Nervöse Autobauer

Torsten Schmidt, Chefredakteur der KRAFTHAND

wohl noch nie war die Unruhe bei Automobilherstellern und Zulieferern, aber auch im Kfz-Gewerbe größer als derzeit. Dabei hat der Umbruch, von dem viele Experten immer reden, in den jeweiligen Bereichen noch gar nicht richtig begonnen. Nach wie vor dominieren der Verbrennungsmotor sowie Fahrzeuge mit vier Rädern und einem Lenkrad, an dem der Autofahrer immer noch selbst drehen muss.

Doch dass das nicht so bleibt, wissen wir alle: In Zukunft sollen uns zunehmend Hybriden und E-Mobile von A nach B bewegen. Ein Grund übrigens, weshalb wir uns in dieser Ausgabe gleich in mehreren Beiträgen ausgiebig damit beschäftigen, worauf es beim Schrauben an Hochvoltfahrzeugen ankommt und welche Tätigkeiten auf jeden oder nur auf Spezialisten zukommen.

Blickt man auf die viel propagierten vernetzten und autonomen Fahrzeuge, so ist hier noch nicht vollends klar, welchen Einfluss diese Autos tatsächlich auf den Reparaturalltag haben.
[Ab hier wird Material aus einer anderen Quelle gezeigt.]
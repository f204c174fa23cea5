use answerer::{GenerationStats, MatchItem};
use serde::{Deserialize, Serialize};

/// Request payload for /ask.
#[derive(Debug, Deserialize)]
pub struct AskRequest {
    /// Natural language question.
    pub question: String,
    /// Optional override: context window bound.
    #[serde(default)]
    pub top_k: Option<usize>,
    /// Optional override: token budget for the generated answer.
    #[serde(default)]
    pub answer_tokens: Option<u32>,
    /// Stream the answer as plain-text fragments instead of one JSON body.
    /// Falls back to the `STREAM_OUTPUT` default when omitted.
    #[serde(default)]
    pub stream: Option<bool>,
}

/// Response payload for /ask in batch mode.
#[derive(Debug, Serialize)]
pub struct AskResponse {
    /// Final model answer (plain text).
    pub answer: String,
    /// Context chunks the answer was grounded on, rank order.
    pub matches: Vec<MatchItem>,
    /// Timing and token accounting for this query.
    pub stats: GenerationStats,
}
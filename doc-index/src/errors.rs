//! Unified error types for the crate.

use thiserror::Error;

/// Top-level error for doc-index operations.
#[derive(Debug, Error)]
pub enum IndexError {
    /// I/O or filesystem errors.
    #[error("io error: {0}")]
    Io(#[from] std::io::Error),

    /// JSONL parsing / serialization errors.
    #[error("parse error: {0}")]
    Parse(String),

    /// Mismatch in vector dimensionality across records.
    #[error("vector size mismatch: got {got}, want {want}")]
    VectorSizeMismatch { got: usize, want: usize },

    /// Embedding backend failures (wrapped).
    #[error("embedding error: {0}")]
    Embedding(#[from] llm_service::LlmError),
}
//! Fused candidates, the bounded context window, and per-query statistics.

use doc_index::{Origin, ScoredCandidate};
use serde::Serialize;

/// A candidate after fusion: normalized score, final rank, and every origin
/// that retrieved this chunk.
///
/// When both origins return the same `(source_id, page)` chunk, the fused
/// entry keeps the higher-scoring side's score and text and records both
/// origins. Created once per query, discarded when the query completes.
#[derive(Clone, Debug)]
pub struct FusedResult {
    /// The winning candidate; `score` is the normalized fused score.
    pub candidate: ScoredCandidate,
    /// 1-based position in the fused ranking.
    pub fused_rank: usize,
    /// Origins that contributed this chunk, in fixed Vector-first order.
    pub origins: Vec<Origin>,
}

/// Ordered, bounded context selected for prompting.
///
/// Insertion order is rank order. Invariant (enforced by the selector):
/// every entry's score is at or above the configured floor and the length
/// never exceeds `top_k`. An empty window means "no grounding available",
/// which is a valid state, not an error.
#[derive(Clone, Debug, Default)]
pub struct ContextWindow {
    pub entries: Vec<FusedResult>,
}

impl ContextWindow {
    pub fn len(&self) -> usize {
        self.entries.len()
    }

    pub fn is_empty(&self) -> bool {
        self.entries.is_empty()
    }

    pub fn iter(&self) -> std::slice::Iter<'_, FusedResult> {
        self.entries.iter()
    }
}

/// Timing and token accounting for one query.
///
/// Accumulated incrementally while the generation stream runs and finalized
/// when it closes. All timings come from a monotonic clock
/// (`std::time::Instant`). Token counts prefer the generation service's own
/// final-chunk counters; when those are absent they fall back to the
/// documented heuristic in [`crate::stream::approx_tokens`].
#[derive(Clone, Debug, Default, Serialize)]
pub struct GenerationStats {
    /// Combined retrieval call start through fusion completion.
    pub retrieval_seconds: f64,
    /// Generation request start through stream completion.
    pub generation_seconds: f64,
    /// Query start through stream completion.
    pub total_seconds: f64,
    /// Tokens in the constructed prompt.
    pub prompt_tokens: u64,
    /// Tokens generated by the model.
    pub generated_tokens: u64,
}
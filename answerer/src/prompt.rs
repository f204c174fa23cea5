//! Prompt Builder: fixed grounded template around the selected context.
//!
//! Identical `(question, window, answer_words)` inputs always yield
//! byte-identical prompts; nothing time- or order-dependent is embedded.

use crate::candidate::ContextWindow;

/// Character budget for the serialized context block. Total prompt size is
/// already bounded upstream by `top_k` and chunk size; this is a hard stop
/// against pathological chunks.
const MAX_CONTEXT_CHARS: usize = 8_000;

/// System instructions for grounded Q&A.
const SYSTEM: &str = "You are a precise Q&A assistant. Answer ONLY using the CONTEXT.\n\
- Provide a structured, detailed answer.\n\
- Be as thorough but as efficient as you can be in {answer_words} words or fewer.\n\
- If the answer is not fully supported, say \"I don't know based on the provided documents.\"\n\
- Cite sources inline as (File p.Page) at the END of each sentence you claim.";

/// Converts a token budget to an approximate word budget
/// (~0.5 words per token, a safe average for English text).
pub fn approx_tokens_to_words(tokens: u32) -> u32 {
    tokens / 2
}

/// Builds the full grounded prompt for one question.
///
/// Each context entry is serialized with its provenance label
/// (`source p.page [origins]`) so the model can be asked to cite sources.
/// An empty window degrades to an explicit "no relevant context" instruction
/// while still carrying the verbatim question.
pub fn build_prompt(question: &str, window: &ContextWindow, answer_words: u32) -> String {
    let system = SYSTEM.replace("{answer_words}", &answer_words.to_string());

    let user = if window.is_empty() {
        format!(
            "QUESTION:\n{}\n\nCONTEXT:\nNo relevant context was found in the document corpus.\n\n\
             INSTRUCTIONS:\n- State that the documents do not cover this question.\n\
             - Do not invent sources.",
            question.trim()
        )
    } else {
        let mut blocks = Vec::with_capacity(window.len());
        let mut citations = Vec::with_capacity(window.len());

        for (i, entry) in window.iter().enumerate() {
            let c = &entry.candidate;
            let origins = entry
                .origins
                .iter()
                .map(ToString::to_string)
                .collect::<Vec<_>>()
                .join("+");
            let label = format!("{} p.{} [{}]", c.source_id, c.page, origins);
            blocks.push(format!("[{}] {}\n{}", i + 1, label, c.text.trim()));
            citations.push(label);
        }

        let mut context = blocks.join("\n\n");
        if context.len() > MAX_CONTEXT_CHARS {
            context = format!(
                "{}\n… [truncated]",
                safe_truncate(&context, MAX_CONTEXT_CHARS)
            );
        }

        format!(
            "QUESTION:\n{}\n\nCONTEXT:\n{}\n\nINSTRUCTIONS:\n\
             - Include source references like ({}) after each supported claim.\n\
             - Use content verbatim where appropriate.",
            question.trim(),
            context,
            citations.join(", ")
        )
    };

    format!("<SYSTEM>\n{system}\n</SYSTEM>\n<USER>\n{user}\n</USER>")
}

fn safe_truncate(s: &str, max: usize) -> &str {
    if s.len() <= max {
        s
    } else {
        let mut end = max;
        while end > 0 && !s.is_char_boundary(end) {
            end -= 1;
        }
        &s[..end]
    }
}

#[cfg(test)]
mod tests {
    use super::*;
    use crate::candidate::FusedResult;
    use doc_index::{Origin, ScoredCandidate};

    fn window(entries: Vec<(&str, u32, &str, Vec<Origin>)>) -> ContextWindow {
        ContextWindow {
            entries: entries
                .into_iter()
                .enumerate()
                .map(|(i, (source, page, text, origins))| FusedResult {
                    candidate: ScoredCandidate {
                        source_id: source.into(),
                        page,
                        text: text.into(),
                        score: 1.0,
                        origin: origins[0],
                    },
                    fused_rank: i + 1,
                    origins,
                })
                .collect(),
        }
    }

    #[test]
    fn prompt_is_byte_stable() {
        let w = window(vec![
            ("manual.pdf", 4, "Release the valve slowly.", vec![Origin::Vector]),
            (
                "notes.pdf",
                2,
                "Valve torque is 12 Nm.",
                vec![Origin::Vector, Origin::Lexical],
            ),
        ]);

        let a = build_prompt("How do I release the valve?", &w, 175);
        let b = build_prompt("How do I release the valve?", &w, 175);
        assert_eq!(a, b);
    }

    #[test]
    fn prompt_carries_provenance_and_question() {
        let w = window(vec![(
            "manual.pdf",
            4,
            "Release the valve slowly.",
            vec![Origin::Vector, Origin::Lexical],
        )]);

        let prompt = build_prompt("How do I release the valve?", &w, 175);
        assert!(prompt.contains("QUESTION:\nHow do I release the valve?"));
        assert!(prompt.contains("[1] manual.pdf p.4 [vector+lexical]"));
        assert!(prompt.contains("175 words or fewer"));
    }

    #[test]
    fn empty_window_degrades_but_keeps_question() {
        let prompt = build_prompt("What is chapter 9 about?", &ContextWindow::default(), 175);
        assert!(prompt.contains("No relevant context was found"));
        assert!(prompt.contains("QUESTION:\nWhat is chapter 9 about?"));
    }

    #[test]
    fn oversized_context_is_truncated_on_a_char_boundary() {
        let big = "é".repeat(9_000);
        let w = window(vec![("big.pdf", 1, big.as_str(), vec![Origin::Lexical])]);

        let prompt = build_prompt("q", &w, 175);
        assert!(prompt.contains("… [truncated]"));
        // Well-formed UTF-8 throughout.
        assert!(prompt.chars().count() > 0);
    }
}
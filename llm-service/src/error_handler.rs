//! Unified error type for the LLM service.

use reqwest::StatusCode;
use thiserror::Error;

/// Errors produced by [`crate::OllamaService`] and the health probes.
#[derive(Debug, Error)]
pub enum LlmError {
    /// Invalid endpoint (empty or missing http/https).
    #[error("[LLM Service] invalid Ollama endpoint: {0}")]
    InvalidEndpoint(String),

    /// Transport/HTTP client error.
    #[error("[LLM Service] transport error: {0}")]
    Transport(#[from] reqwest::Error),

    /// Non-successful HTTP status from upstream.
    #[error("[LLM Service] unexpected HTTP status {status} from {url}: {snippet}")]
    HttpStatus {
        /// Numeric HTTP status code.
        status: StatusCode,
        /// Request URL.
        url: String,
        /// Short snippet of the response body.
        snippet: String,
    },

    /// Unexpected/invalid JSON payload (batch body or a streamed line).
    #[error("[LLM Service] failed to decode response: {0}")]
    Decode(String),
}

/// Result alias for LLM service operations.
pub type Result<T> = std::result::Result<T, LlmError>;

/// Clamp an upstream body to a short, log-friendly snippet.
pub(crate) fn make_snippet(text: &str) -> String {
    text.chars().take(240).collect()
}
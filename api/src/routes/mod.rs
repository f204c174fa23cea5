pub mod ask;
pub mod health;
use axum::{
    Json,
    http::StatusCode,
    response::{IntoResponse, Response},
};
use serde::Serialize;
use thiserror::Error;

/// Public application error type.
#[derive(Debug, Error)]
pub enum AppError {
    // --- IO / network / server ---
    #[error("failed to bind listener")]
    Bind(#[source] std::io::Error),

    #[error("server error")]
    Server(#[source] std::io::Error),

    // --- Request / routing ---
    #[error("bad request: {0}")]
    BadRequest(String),

    /// Rich HTTP error mapped from lower layers with specific status & code.
    #[error("{message}")]
    Http {
        status: StatusCode,
        code: &'static str,
        message: String,
    },
}

impl AppError {
    fn status_code(&self) -> StatusCode {
        match self {
            AppError::BadRequest(_) => StatusCode::BAD_REQUEST,
            AppError::Http { status, .. } => *status,
            AppError::Bind(_) | AppError::Server(_) => StatusCode::INTERNAL_SERVER_ERROR,
        }
    }

    fn error_code(&self) -> &'static str {
        match self {
            AppError::Bind(_) => "BIND_ERROR",
            AppError::Server(_) => "SERVER_ERROR",
            AppError::BadRequest(_) => "BAD_REQUEST",
            AppError::Http { code, .. } => code,
        }
    }
}

#[derive(Serialize)]
struct ErrorBody<'a> {
    error: &'a str,
    message: String,
}

impl IntoResponse for AppError {
    fn into_response(self) -> Response {
        let status = self.status_code();
        let body = ErrorBody {
            error: self.error_code(),
            message: self.to_string(),
        };
        (status, Json(body)).into_response()
    }
}

/// Handy result alias used across handlers.
pub type AppResult<T> = Result<T, AppError>;

/// Convert common Axum rejections to `AppError`.
impl From<axum::extract::rejection::JsonRejection> for AppError {
    fn from(err: axum::extract::rejection::JsonRejection) -> Self {
        AppError::BadRequest(err.to_string())
    }
}

/// Convert pipeline failures to `AppError::Http` with precise status & code.
///
/// A degraded single-origin retrieval never reaches here; only both sides
/// failing surfaces as 503.
impl From<answerer::AnswerError> for AppError {
    fn from(err: answerer::AnswerError) -> Self {
        use answerer::AnswerError;

        match &err {
            AnswerError::RetrievalUnavailable(_) => AppError::Http {
                status: StatusCode::SERVICE_UNAVAILABLE,
                code: "RETRIEVAL_UNAVAILABLE",
                message: err.to_string(),
            },
            AnswerError::GenerationTimeout(_) => AppError::Http {
                status: StatusCode::GATEWAY_TIMEOUT,
                code: "GENERATION_TIMEOUT",
                message: err.to_string(),
            },
            AnswerError::GenerationUnavailable(_) | AnswerError::Llm(_) => AppError::Http {
                status: StatusCode::BAD_GATEWAY,
                code: "GENERATION_UNAVAILABLE",
                message: err.to_string(),
            },
            AnswerError::Index(_) => AppError::Http {
                status: StatusCode::INTERNAL_SERVER_ERROR,
                code: "INDEX_ERROR",
                message: err.to_string(),
            },
        }
    }
}

impl From<llm_service::LlmError> for AppError {
    fn from(err: llm_service::LlmError) -> Self {
        AppError::Http {
            status: StatusCode::BAD_GATEWAY,
            code: "LLM_ERROR",
            message: err.to_string(),
        }
    }
}
//! Caller-facing types returned by the answer session.

use serde::Serialize;

use crate::candidate::{FusedResult, GenerationStats};

/// One context match reported back to the caller: provenance, normalized
/// score, and which retrieval origins contributed it (`vector`, `lexical`,
/// or `vector+lexical`).
#[derive(Clone, Debug, Serialize)]
pub struct MatchItem {
    pub source: String,
    pub page: u32,
    pub score: f32,
    pub origin: String,
}

impl MatchItem {
    pub(crate) fn from_fused(f: &FusedResult) -> Self {
        Self {
            source: f.candidate.source_id.clone(),
            page: f.candidate.page,
            score: f.candidate.score,
            origin: f
                .origins
                .iter()
                .map(ToString::to_string)
                .collect::<Vec<_>>()
                .join("+"),
        }
    }
}

/// Complete batch answer: the generated text, the context matches that
/// grounded it, and per-query timing/token statistics.
#[derive(Clone, Debug, Serialize)]
pub struct AnswerOutcome {
    pub answer: String,
    pub matches: Vec<MatchItem>,
    pub stats: GenerationStats,
}

/// Per-query overrides. Zero means "use the environment-driven default".
#[derive(Clone, Copy, Debug, Default)]
pub struct AskOptions {
    /// Context window bound.
    pub top_k: usize,
    /// Token budget for the generated answer.
    pub answer_tokens: u32,
}
//! Success/error response envelope returned by every function handler.
//!
//! On the wire an envelope is always one of:
//!
//! ```text
//! {"success": true,  "data": <handler-defined>}
//! {"success": false, "error": {"code": "...", "message": "...", "additionalInfo": {...}}}
//! ```

mod projection;
mod schema;

pub use projection::ErrorProjection;
pub use schema::create_success_schema;

use serde::ser::SerializeStruct;
use serde::{Deserialize, Serialize, Serializer};
use serde_json::{Map, Value};
use std::fmt;

/// Body written when even generic encoding fails.
const FALLBACK_BODY: &str = r#"{"success":false,"error":{"code":"internal_error","message":"response serialization failed","additionalInfo":{}}}"#;

/// Error codes generated by the server itself.
#[derive(Debug, Clone, Copy, PartialEq, Eq, Hash)]
pub enum ErrorCode {
    /// Request used a method other than `POST`.
    MethodNotAllowed,
    /// Request carried no usable path or body.
    InvalidRequest,
    /// No function is registered for the path.
    FunctionNotFound,
    /// The handler failed unexpectedly.
    InternalError,
}

impl ErrorCode {
    /// Wire representation of the code.
    pub fn as_str(&self) -> &'static str {
        match self {
            ErrorCode::MethodNotAllowed => "method_not_allowed",
            ErrorCode::InvalidRequest => "invalid_request",
            ErrorCode::FunctionNotFound => "function_not_found",
            ErrorCode::InternalError => "internal_error",
        }
    }

    /// Message sent alongside the code when nothing more specific is known.
    pub fn default_message(&self) -> &'static str {
        match self {
            ErrorCode::MethodNotAllowed => "method not allowed",
            ErrorCode::InvalidRequest => "invalid request",
            ErrorCode::FunctionNotFound => "function not found",
            ErrorCode::InternalError => "unexpected error",
        }
    }
}

impl fmt::Display for ErrorCode {
    fn fmt(&self, f: &mut fmt::Formatter<'_>) -> fmt::Result {
        f.write_str(self.as_str())
    }
}

/// Error payload of a failure envelope.
#[derive(Debug, Clone, PartialEq, Serialize, Deserialize)]
#[serde(rename_all = "camelCase")]
pub struct FunctionError {
    /// Machine-readable error code, either one of [`ErrorCode`] or application-defined.
    pub code: String,
    /// Human-readable message.
    pub message: String,
    /// Free-form JSON object with extra details.
    #[serde(default)]
    pub additional_info: Map<String, Value>,
}

impl FunctionError {
    /// Create an error with an empty `additionalInfo`.
    pub fn new(code: impl Into<String>, message: impl Into<String>) -> Self {
        Self {
            code: code.into(),
            message: message.into(),
            additional_info: Map::new(),
        }
    }

    /// Create a server-generated error with its default message.
    pub fn from_code(code: ErrorCode) -> Self {
        Self::new(code.as_str(), code.default_message())
    }

    /// Add an entry to `additionalInfo`.
    pub fn with_info(mut self, key: impl Into<String>, value: impl Into<Value>) -> Self {
        self.additional_info.insert(key.into(), value.into());
        self
    }

    /// Add a JSON-safe projection of `error` to `additionalInfo`.
    pub fn with_error(
        self,
        key: impl Into<String>,
        error: &(dyn std::error::Error + 'static),
    ) -> Self {
        let projection = ErrorProjection::from_error("Error", error);
        self.with_info(key, projection.into_value())
    }
}

impl fmt::Display for FunctionError {
    fn fmt(&self, f: &mut fmt::Formatter<'_>) -> fmt::Result {
        write!(f, "[{}] {}", self.code, self.message)
    }
}

/// Response envelope. Exactly one of `data` or `error` is ever present.
#[derive(Debug, Clone, PartialEq, Deserialize)]
#[serde(try_from = "WireEnvelope")]
pub enum Envelope {
    /// The function succeeded.
    Success { data: Value },
    /// The function reported a failure.
    Failure { error: FunctionError },
}

impl Envelope {
    /// Wrap `data` as a success envelope.
    pub fn success(data: impl Into<Value>) -> Self {
        Envelope::Success { data: data.into() }
    }

    /// Serialize `data` into a success envelope.
    pub fn success_json<T: Serialize>(data: &T) -> Result<Self, serde_json::Error> {
        Ok(Envelope::Success {
            data: serde_json::to_value(data)?,
        })
    }

    /// Wrap `error` as a failure envelope.
    pub fn fail(error: FunctionError) -> Self {
        Envelope::Failure { error }
    }

    /// Value of the `success` flag.
    pub fn is_success(&self) -> bool {
        matches!(self, Envelope::Success { .. })
    }

    /// Payload of a success envelope.
    pub fn data(&self) -> Option<&Value> {
        match self {
            Envelope::Success { data } => Some(data),
            Envelope::Failure { .. } => None,
        }
    }

    /// Payload of a failure envelope.
    pub fn error(&self) -> Option<&FunctionError> {
        match self {
            Envelope::Success { .. } => None,
            Envelope::Failure { error } => Some(error),
        }
    }
}

impl Serialize for Envelope {
    fn serialize<S: Serializer>(&self, serializer: S) -> Result<S::Ok, S::Error> {
        let mut state = serializer.serialize_struct("Envelope", 2)?;
        match self {
            Envelope::Success { data } => {
                state.serialize_field("success", &true)?;
                state.serialize_field("data", data)?;
            }
            Envelope::Failure { error } => {
                state.serialize_field("success", &false)?;
                state.serialize_field("error", error)?;
            }
        }
        state.end()
    }
}

#[derive(Deserialize)]
struct WireEnvelope {
    success: bool,
    #[serde(default)]
    data: Option<Value>,
    #[serde(default)]
    error: Option<FunctionError>,
}

impl TryFrom<WireEnvelope> for Envelope {
    type Error = String;

    fn try_from(wire: WireEnvelope) -> Result<Self, Self::Error> {
        match (wire.success, wire.data, wire.error) {
            (true, Some(data), None) => Ok(Envelope::Success { data }),
            (false, None, Some(error)) => Ok(Envelope::Failure { error }),
            (true, _, _) => Err("success envelope must carry `data` and no `error`".to_string()),
            (false, _, _) => Err("failure envelope must carry `error` and no `data`".to_string()),
        }
    }
}

/// Wrap `data` as a success envelope.
pub fn success(data: impl Into<Value>) -> Envelope {
    Envelope::success(data)
}

/// Wrap `error` as a failure envelope.
pub fn fail(error: FunctionError) -> Envelope {
    Envelope::fail(error)
}

/// Generic (non-schema) JSON encoding of any envelope. Never fails.
pub fn serialize_generic(envelope: &Envelope) -> String {
    serde_json::to_string(envelope).unwrap_or_else(|_| FALLBACK_BODY.to_string())
}

/// Serialize a failure envelope. Errors never go through a compiled serializer.
pub fn serialize_error(envelope: &Envelope) -> String {
    serialize_generic(envelope)
}

#[cfg(test)]
mod tests {
    use super::*;
    use serde_json::json;

    #[test]
    fn test_success_wire_shape() {
        let body = serialize_generic(&success(json!({"message": "hi"})));
        assert_eq!(body, r#"{"success":true,"data":{"message":"hi"}}"#);
    }

    #[test]
    fn test_success_from_typed_data() {
        #[derive(Serialize)]
        struct Order {
            id: u32,
            items: Vec<&'static str>,
        }

        let envelope = Envelope::success_json(&Order { id: 7, items: vec!["tea"] }).unwrap();
        assert!(envelope.is_success());
        assert_eq!(envelope.data(), Some(&json!({"id": 7, "items": ["tea"]})));
    }

    #[test]
    fn test_failure_wire_shape() {
        let envelope = fail(FunctionError::new("out_of_stock", "no more items").with_info("sku", "A-1"));
        let parsed: Value = serde_json::from_str(&serialize_error(&envelope)).unwrap();
        assert_eq!(
            parsed,
            json!({
                "success": false,
                "error": {
                    "code": "out_of_stock",
                    "message": "no more items",
                    "additionalInfo": {"sku": "A-1"}
                }
            })
        );
    }

    #[test]
    fn test_core_error_codes() {
        let error = FunctionError::from_code(ErrorCode::FunctionNotFound);
        assert_eq!(error.code, "function_not_found");
        assert_eq!(error.message, "function not found");
        assert!(error.additional_info.is_empty());
        assert_eq!(ErrorCode::MethodNotAllowed.to_string(), "method_not_allowed");
    }

    #[test]
    fn test_parse_back() {
        let envelope = success(json!({"count": 3, "tags": ["a", "b"]}));
        let parsed: Envelope = serde_json::from_str(&serialize_generic(&envelope)).unwrap();
        assert_eq!(parsed, envelope);

        let envelope = fail(FunctionError::new("nope", "denied"));
        let parsed: Envelope = serde_json::from_str(&serialize_error(&envelope)).unwrap();
        assert_eq!(parsed, envelope);
    }

    #[test]
    fn test_inconsistent_wire_rejected() {
        let both = r#"{"success":true,"data":{},"error":{"code":"x","message":"y"}}"#;
        assert!(serde_json::from_str::<Envelope>(both).is_err());

        let flag_mismatch = r#"{"success":false,"data":{}}"#;
        assert!(serde_json::from_str::<Envelope>(flag_mismatch).is_err());
    }

    #[test]
    fn test_with_error_projects_native_error() {
        let io = std::io::Error::new(std::io::ErrorKind::Other, "disk on fire");
        let error = FunctionError::new("storage", "write failed").with_error("cause", &io);
        assert_eq!(error.additional_info["cause"]["message"], json!("disk on fire"));
        assert!(serialize_error(&fail(error)).contains("disk on fire"));
    }

    #[test]
    fn test_accessors() {
        let ok = success(json!({"a": 1}));
        assert!(ok.is_success());
        assert_eq!(ok.data(), Some(&json!({"a": 1})));
        assert!(ok.error().is_none());

        let err = fail(FunctionError::new("c", "m"));
        assert!(!err.is_success());
        assert_eq!(err.error().map(|e| e.code.as_str()), Some("c"));
    }
}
Sicher ist aber, dass sie zu großen gesellschaftlichen Veränderungen führen. So werden durch diese Technologien die Karten bei den Autobauern und Erstausrüstern neu gemischt. Einige dieser Unternehmen dürften unter die Räder kommen, andere an Marktmacht gewinnen. Das sind Aussichten, die den einen oder anderen Manager durchaus nervös machen – auch wenn ein Wandel nach außen hin immer gern als Chance dargestellt wird. Fragt man sich nur, warum beispielsweise die deutschen Autobauer ihr Dieseldebakel nicht als Chance begreifen.

Ganz einfach: Weil eben nicht alles Neue für alle Chancen birgt, sondern auch disruptiv, also zerstörend wirkt. Das gilt natürlich auch für unser Gewerbe. Wobei ich weniger befürchte, dass Digitalisierung, vernetzte Autos und immer kompliziertere Fahrzeugsysteme die Hauptgefahr für freie Werkstätten und Autohausbesitzer darstellen. Das alles ist zwar herausfordernd, aber von gesunden Betrieben zu stemmen.

Vielmehr sind es die Autobauer mit ihren nervösen Führungsriegen, die inzwischen an allen Fronten kämpfen – und somit zum Teil selbst ihre Markenbetriebe angreifen. Verfolgt man etwa die Grabenkämpfe bei VW um die Händlerverträge, so ist doch klar: Am liebsten wollen die Autobauer selbst verkaufen und (kleine) Händler aushebeln. Um ihren Markenbetrieben aber dennoch eine Perspektive zu bieten, versuchen sie nun Fahrer alter Autos auf Biegen und Brechen dort hin zu locken – mit diversen und zum Teil durchaus fragwürdigen Angeboten. Das wiederum könnte über kurz oder lang einen Druck auf die freie Szene aufbauen, der viel größer ist als ihn der digitale und fahrzeugtechnische Wandel verursacht.